• _Your task_
In the records below, some lines contain the word "OnceLock". Copy each of them.

• _Given records_

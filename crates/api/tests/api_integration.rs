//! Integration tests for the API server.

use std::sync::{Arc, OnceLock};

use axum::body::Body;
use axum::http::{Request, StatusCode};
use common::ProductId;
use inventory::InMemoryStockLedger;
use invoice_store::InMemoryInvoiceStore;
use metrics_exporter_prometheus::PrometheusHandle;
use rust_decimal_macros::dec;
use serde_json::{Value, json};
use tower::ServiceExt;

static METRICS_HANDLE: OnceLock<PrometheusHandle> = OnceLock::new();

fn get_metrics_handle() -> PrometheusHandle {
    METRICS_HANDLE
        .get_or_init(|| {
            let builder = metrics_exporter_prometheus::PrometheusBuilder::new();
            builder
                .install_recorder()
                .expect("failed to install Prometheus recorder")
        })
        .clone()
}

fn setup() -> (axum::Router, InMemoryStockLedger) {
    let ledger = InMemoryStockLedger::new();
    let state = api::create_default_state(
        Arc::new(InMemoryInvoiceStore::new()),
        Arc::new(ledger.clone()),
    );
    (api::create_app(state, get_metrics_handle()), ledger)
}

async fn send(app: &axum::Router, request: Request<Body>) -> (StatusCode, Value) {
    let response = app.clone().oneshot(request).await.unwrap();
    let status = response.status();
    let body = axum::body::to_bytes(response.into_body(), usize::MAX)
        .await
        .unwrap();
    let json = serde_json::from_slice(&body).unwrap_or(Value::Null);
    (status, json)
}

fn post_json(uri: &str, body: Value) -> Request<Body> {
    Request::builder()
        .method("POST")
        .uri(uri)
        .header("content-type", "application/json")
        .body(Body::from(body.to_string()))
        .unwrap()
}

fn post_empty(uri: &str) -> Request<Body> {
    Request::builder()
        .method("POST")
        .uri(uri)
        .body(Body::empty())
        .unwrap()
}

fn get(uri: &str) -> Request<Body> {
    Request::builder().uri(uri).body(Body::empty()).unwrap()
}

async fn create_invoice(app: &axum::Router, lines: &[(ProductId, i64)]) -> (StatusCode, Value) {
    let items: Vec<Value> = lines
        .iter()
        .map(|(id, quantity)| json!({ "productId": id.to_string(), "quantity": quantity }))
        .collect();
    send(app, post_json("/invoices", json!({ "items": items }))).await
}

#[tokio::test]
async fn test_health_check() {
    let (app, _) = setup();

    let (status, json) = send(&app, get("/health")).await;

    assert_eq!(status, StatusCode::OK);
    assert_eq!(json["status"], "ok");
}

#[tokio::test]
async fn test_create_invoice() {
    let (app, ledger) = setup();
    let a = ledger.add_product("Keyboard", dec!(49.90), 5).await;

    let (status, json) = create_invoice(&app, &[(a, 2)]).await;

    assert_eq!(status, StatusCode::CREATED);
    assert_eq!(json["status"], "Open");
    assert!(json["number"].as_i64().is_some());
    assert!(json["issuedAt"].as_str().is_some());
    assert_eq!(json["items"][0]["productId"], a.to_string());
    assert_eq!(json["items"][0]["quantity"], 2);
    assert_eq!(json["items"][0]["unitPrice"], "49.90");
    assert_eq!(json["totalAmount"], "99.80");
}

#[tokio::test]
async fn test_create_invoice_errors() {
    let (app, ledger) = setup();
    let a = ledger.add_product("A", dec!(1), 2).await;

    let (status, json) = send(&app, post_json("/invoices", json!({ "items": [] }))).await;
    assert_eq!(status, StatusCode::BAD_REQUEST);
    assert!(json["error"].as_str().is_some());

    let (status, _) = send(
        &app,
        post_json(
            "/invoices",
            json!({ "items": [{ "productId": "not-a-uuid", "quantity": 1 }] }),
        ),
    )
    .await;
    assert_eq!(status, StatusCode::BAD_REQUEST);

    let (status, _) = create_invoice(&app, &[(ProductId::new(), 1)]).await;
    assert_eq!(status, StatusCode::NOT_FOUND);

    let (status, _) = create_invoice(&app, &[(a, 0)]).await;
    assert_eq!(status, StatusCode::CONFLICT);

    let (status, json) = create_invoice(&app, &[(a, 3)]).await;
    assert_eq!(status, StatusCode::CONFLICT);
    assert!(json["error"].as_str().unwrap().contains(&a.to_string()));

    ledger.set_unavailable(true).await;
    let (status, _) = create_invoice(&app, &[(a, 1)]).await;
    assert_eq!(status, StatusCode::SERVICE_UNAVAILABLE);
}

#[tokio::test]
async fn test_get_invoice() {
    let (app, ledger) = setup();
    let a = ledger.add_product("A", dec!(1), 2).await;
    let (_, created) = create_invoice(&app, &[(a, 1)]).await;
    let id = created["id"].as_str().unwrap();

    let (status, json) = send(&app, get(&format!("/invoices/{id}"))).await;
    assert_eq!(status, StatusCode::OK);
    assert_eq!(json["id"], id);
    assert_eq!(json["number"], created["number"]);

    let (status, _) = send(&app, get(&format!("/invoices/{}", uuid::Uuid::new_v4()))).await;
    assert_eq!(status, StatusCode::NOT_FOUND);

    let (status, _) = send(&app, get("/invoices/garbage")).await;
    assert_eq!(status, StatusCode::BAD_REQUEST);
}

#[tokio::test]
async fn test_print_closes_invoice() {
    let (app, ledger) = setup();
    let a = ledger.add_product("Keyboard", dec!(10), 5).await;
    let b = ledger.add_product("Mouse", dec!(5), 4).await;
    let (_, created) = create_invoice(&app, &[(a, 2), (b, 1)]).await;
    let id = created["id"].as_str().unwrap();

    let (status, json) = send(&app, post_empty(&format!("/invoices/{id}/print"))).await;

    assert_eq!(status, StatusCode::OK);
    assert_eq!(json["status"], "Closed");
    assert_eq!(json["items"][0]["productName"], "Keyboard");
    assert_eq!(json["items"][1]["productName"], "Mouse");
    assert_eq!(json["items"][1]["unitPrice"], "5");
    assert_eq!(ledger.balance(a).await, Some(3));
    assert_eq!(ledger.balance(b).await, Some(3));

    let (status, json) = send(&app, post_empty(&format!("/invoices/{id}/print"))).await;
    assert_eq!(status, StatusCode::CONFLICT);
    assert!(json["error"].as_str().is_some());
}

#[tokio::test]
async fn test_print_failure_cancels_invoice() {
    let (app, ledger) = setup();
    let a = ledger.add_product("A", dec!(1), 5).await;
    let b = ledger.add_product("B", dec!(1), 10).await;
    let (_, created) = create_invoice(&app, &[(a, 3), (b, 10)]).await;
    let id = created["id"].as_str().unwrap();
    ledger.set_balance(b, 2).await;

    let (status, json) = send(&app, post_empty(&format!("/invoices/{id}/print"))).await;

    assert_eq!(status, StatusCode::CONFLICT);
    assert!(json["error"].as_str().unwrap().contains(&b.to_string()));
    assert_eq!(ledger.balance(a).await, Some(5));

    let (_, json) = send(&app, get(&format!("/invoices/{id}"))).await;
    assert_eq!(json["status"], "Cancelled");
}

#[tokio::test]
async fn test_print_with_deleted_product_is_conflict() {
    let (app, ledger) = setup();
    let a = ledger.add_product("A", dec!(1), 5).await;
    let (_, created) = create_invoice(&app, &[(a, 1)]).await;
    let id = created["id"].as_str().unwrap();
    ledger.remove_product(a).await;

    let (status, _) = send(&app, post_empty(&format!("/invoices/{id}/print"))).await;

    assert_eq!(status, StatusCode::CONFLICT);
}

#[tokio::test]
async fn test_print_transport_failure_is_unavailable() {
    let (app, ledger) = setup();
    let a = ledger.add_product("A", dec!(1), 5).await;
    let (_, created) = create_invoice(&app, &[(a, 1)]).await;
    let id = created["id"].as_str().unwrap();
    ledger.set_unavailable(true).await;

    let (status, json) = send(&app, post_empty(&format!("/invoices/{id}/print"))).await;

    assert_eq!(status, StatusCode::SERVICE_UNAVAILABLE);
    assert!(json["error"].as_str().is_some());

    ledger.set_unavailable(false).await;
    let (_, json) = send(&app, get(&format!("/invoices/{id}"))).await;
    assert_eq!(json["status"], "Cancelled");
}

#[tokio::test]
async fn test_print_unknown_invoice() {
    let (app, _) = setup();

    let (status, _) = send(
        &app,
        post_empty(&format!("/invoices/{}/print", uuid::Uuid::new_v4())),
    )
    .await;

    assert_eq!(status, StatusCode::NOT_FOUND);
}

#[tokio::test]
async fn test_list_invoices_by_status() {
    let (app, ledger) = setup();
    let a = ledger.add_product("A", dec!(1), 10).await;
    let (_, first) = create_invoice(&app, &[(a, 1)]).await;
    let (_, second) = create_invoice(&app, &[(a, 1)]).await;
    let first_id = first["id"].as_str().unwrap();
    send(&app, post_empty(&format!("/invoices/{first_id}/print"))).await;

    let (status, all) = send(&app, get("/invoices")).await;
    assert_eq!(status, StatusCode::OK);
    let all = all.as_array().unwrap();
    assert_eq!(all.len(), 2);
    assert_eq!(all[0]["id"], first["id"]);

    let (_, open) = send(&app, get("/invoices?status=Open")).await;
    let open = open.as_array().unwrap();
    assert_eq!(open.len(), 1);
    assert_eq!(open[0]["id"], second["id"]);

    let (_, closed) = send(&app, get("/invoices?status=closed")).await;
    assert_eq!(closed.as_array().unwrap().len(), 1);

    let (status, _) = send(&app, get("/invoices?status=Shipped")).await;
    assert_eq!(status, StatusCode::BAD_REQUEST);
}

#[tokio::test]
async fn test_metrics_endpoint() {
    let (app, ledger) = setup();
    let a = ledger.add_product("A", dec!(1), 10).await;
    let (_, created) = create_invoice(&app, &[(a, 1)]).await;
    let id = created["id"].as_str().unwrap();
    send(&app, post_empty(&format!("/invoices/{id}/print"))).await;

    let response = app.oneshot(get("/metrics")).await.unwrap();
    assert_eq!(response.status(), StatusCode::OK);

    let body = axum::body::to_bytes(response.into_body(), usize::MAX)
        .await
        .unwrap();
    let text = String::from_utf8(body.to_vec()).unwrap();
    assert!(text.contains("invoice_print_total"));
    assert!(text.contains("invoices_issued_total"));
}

• _Response area_
use std::sync::{Arc, OnceLock};
static METRICS_HANDLE: OnceLock<PrometheusHandle> = OnceLock::new();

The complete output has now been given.